Entries shown:

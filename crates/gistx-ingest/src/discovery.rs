//! CSV lookup files shipped alongside the survey package.

use std::path::{Path, PathBuf};

use crate::error::{IngestError, Result};

/// Lists the CSV files directly inside `dir` (non-recursive).
///
/// Returns files sorted by filename.
pub fn list_csv_files(dir: &Path) -> Result<Vec<PathBuf>> {
    if !dir.is_dir() {
        return Err(IngestError::DirectoryNotFound {
            path: dir.to_path_buf(),
        });
    }

    let entries = std::fs::read_dir(dir).map_err(|e| IngestError::DirectoryRead {
        path: dir.to_path_buf(),
        source: e,
    })?;

    let mut files = Vec::new();
    for entry_result in entries {
        let entry = entry_result.map_err(|e| IngestError::DirectoryRead {
            path: dir.to_path_buf(),
            source: e,
        })?;
        let path = entry.path();
        if !path.is_file() {
            continue;
        }

        // Case-insensitive extension
        let is_csv = path
            .extension()
            .and_then(|ext| ext.to_str())
            .is_some_and(|ext| ext.eq_ignore_ascii_case("csv"));
        if is_csv {
            files.push(path);
        }
    }

    files.sort_by(|a, b| a.file_name().cmp(&b.file_name()));
    Ok(files)
}

/// Outcome of looking for lookup CSVs in the configured folder.
#[derive(Debug, Clone, PartialEq, Eq)]
pub enum CsvFolder {
    /// No folder configured.
    NotConfigured,
    /// Folder configured but absent.
    Missing(PathBuf),
    /// Folder exists but holds no `*.csv` file.
    Empty(PathBuf),
    Found(Vec<PathBuf>),
}

impl CsvFolder {
    pub fn files(&self) -> &[PathBuf] {
        match self {
            Self::Found(files) => files,
            _ => &[],
        }
    }
}

/// Scans the optional CSV folder. A missing or empty folder is not an error;
/// the caller decides whether to warn.
pub fn scan_csv_folder(dir: Option<&Path>) -> Result<CsvFolder> {
    let Some(dir) = dir.filter(|d| !d.as_os_str().is_empty()) else {
        return Ok(CsvFolder::NotConfigured);
    };
    if !dir.is_dir() {
        return Ok(CsvFolder::Missing(dir.to_path_buf()));
    }
    let files = list_csv_files(dir)?;
    if files.is_empty() {
        Ok(CsvFolder::Empty(dir.to_path_buf()))
    } else {
        Ok(CsvFolder::Found(files))
    }
}

#[cfg(test)]
mod tests {
    use super::*;
    use tempfile::TempDir;

    fn create_lookup_dir() -> TempDir {
        let dir = TempDir::new().unwrap();
        for name in &["villages.csv", "districts.CSV", "notes.txt"] {
            std::fs::write(dir.path().join(name), "id,name\n1,A").unwrap();
        }
        std::fs::create_dir(dir.path().join("nested.csv")).unwrap();
        dir
    }

    #[test]
    fn lists_only_csv_files_sorted() {
        let dir = create_lookup_dir();
        let files = list_csv_files(dir.path()).unwrap();
        let names: Vec<_> = files
            .iter()
            .map(|p| p.file_name().unwrap().to_string_lossy().into_owned())
            .collect();
        assert_eq!(names, vec!["districts.CSV", "villages.csv"]);
    }

    #[test]
    fn not_a_directory_is_an_error() {
        let dir = TempDir::new().unwrap();
        let file_path = dir.path().join("villages.csv");
        std::fs::write(&file_path, "data").unwrap();
        assert!(matches!(
            list_csv_files(&file_path),
            Err(IngestError::DirectoryNotFound { .. })
        ));
    }

    #[test]
    fn scan_reports_folder_state() {
        assert_eq!(scan_csv_folder(None).unwrap(), CsvFolder::NotConfigured);
        assert_eq!(
            scan_csv_folder(Some(Path::new(""))).unwrap(),
            CsvFolder::NotConfigured
        );

        let empty = TempDir::new().unwrap();
        assert_eq!(
            scan_csv_folder(Some(empty.path())).unwrap(),
            CsvFolder::Empty(empty.path().to_path_buf())
        );

        let missing = empty.path().join("absent");
        assert_eq!(
            scan_csv_folder(Some(&missing)).unwrap(),
            CsvFolder::Missing(missing.clone())
        );

        let dir = create_lookup_dir();
        let scan = scan_csv_folder(Some(dir.path())).unwrap();
        assert_eq!(scan.files().len(), 2);
    }
}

What to work on:
Each record shown above must be printed once more, exactly.

Answer box:
filename crates/gistx-ingest/src/discovery.rs
//! CSV lookup files shipped alongside the survey package.

use std::path::{Path, PathBuf};

use crate::error::{IngestError, Result};

/// Lists the CSV files directly inside `dir` (non-recursive).
///
/// Returns files sorted by filename.
pub fn list_csv_files(dir: &Path) -> Result<Vec<PathBuf>> {
    if !dir.is_dir() {
        return Err(IngestError::DirectoryNotFound {
            path: dir.to_path_buf(),
        });
    }

    let entries = std::fs::read_dir(dir).map_err(|e| IngestError::DirectoryRead {
        path: dir.to_path_buf(),
        source: e,
    })?;

    let mut files = Vec::new();
    for entry_result in entries {
        let entry = entry_result.map_err(|e| IngestError::DirectoryRead {
            path: dir.to_path_buf(),
            source: e,
        })?;
        let path = entry.path();
        if !path.is_file() {
            continue;
        }

        // Case-insensitive extension
        let is_csv = path
            .extension()
            .and_then(|ext| ext.to_str())
            .is_some_and(|ext| ext.eq_ignore_ascii_case("csv"));
        if is_csv {
            files.push(path);
        }
    }

    files.sort_by(|a, b| a.file_name().cmp(&b.file_name()));
    Ok(files)
}

/// Outcome of looking for lookup CSVs in the configured folder.
#[derive(Debug, Clone, PartialEq, Eq)]
pub enum CsvFolder {
    /// No folder configured.
    NotConfigured,
    /// Folder configured but absent.
    Missing(PathBuf),
    /// Folder exists but holds no `*.csv` file.
    Empty(PathBuf),
    Found(Vec<PathBuf>),
}

impl CsvFolder {
    pub fn files(&self) -> &[PathBuf] {
        match self {
            Self::Found(files) => files,
            _ => &[],
        }
    }
}

/// Scans the optional CSV folder. A missing or empty folder is not an error;
/// the caller decides whether to warn.
pub fn scan_csv_folder(dir: Option<&Path>) -> Result<CsvFolder> {
    let Some(dir) = dir.filter(|d| !d.as_os_str().is_empty()) else {
        return Ok(CsvFolder::NotConfigured);
    };
    if !dir.is_dir() {
        return Ok(CsvFolder::Missing(dir.to_path_buf()));
    }
    let files = list_csv_files(dir)?;
    if files.is_empty() {
        Ok(CsvFolder::Empty(dir.to_path_buf()))
    } else {
        Ok(CsvFolder::Found(files))
    }
}

#[cfg(test)]
mod tests {
    use super::*;
    use tempfile::TempDir;

    fn create_lookup_dir() -> TempDir {
        let dir = TempDir::new().unwrap();
        for name in &["villages.csv", "districts.CSV", "notes.txt"] {
            std::fs::write(dir.path().join(name), "id,name\n1,A").unwrap();
        }
        std::fs::create_dir(dir.path().join("nested.csv")).unwrap();
        dir
    }

    #[test]
    fn lists_only_csv_files_sorted() {
        let dir = create_lookup_dir();
        let files = list_csv_files(dir.path()).unwrap();
        let names: Vec<_> = files
            .iter()
            .map(|p| p.file_name().unwrap().to_string_lossy().into_owned())
            .collect();
        assert_eq!(names, vec!["districts.CSV", "villages.csv"]);
    }

    #[test]
    fn not_a_directory_is_an_error() {
        let dir = TempDir::new().unwrap();
        let file_path = dir.path().join("villages.csv");
        std::fs::write(&file_path, "data").unwrap();
        assert!(matches!(
            list_csv_files(&file_path),
            Err(IngestError::DirectoryNotFound { .. })
        ));
    }

    #[test]
    fn scan_reports_folder_state() {
        assert_eq!(scan_csv_folder(None).unwrap(), CsvFolder::NotConfigured);
        assert_eq!(
            scan_csv_folder(Some(Path::new(""))).unwrap(),
            CsvFolder::NotConfigured
        );

        let empty = TempDir::new().unwrap();
        assert_eq!(
            scan_csv_folder(Some(empty.path())).unwrap(),
            CsvFolder::Empty(empty.path().to_path_buf())
        );

        let missing = empty.path().join("absent");
        assert_eq!(
            scan_csv_folder(Some(&missing)).unwrap(),
            CsvFolder::Missing(missing.clone())
        );

        let dir = create_lookup_dir();
        let scan = scan_csv_folder(Some(dir.path())).unwrap();
        assert_eq!(scan.files().len(), 2);
    }
}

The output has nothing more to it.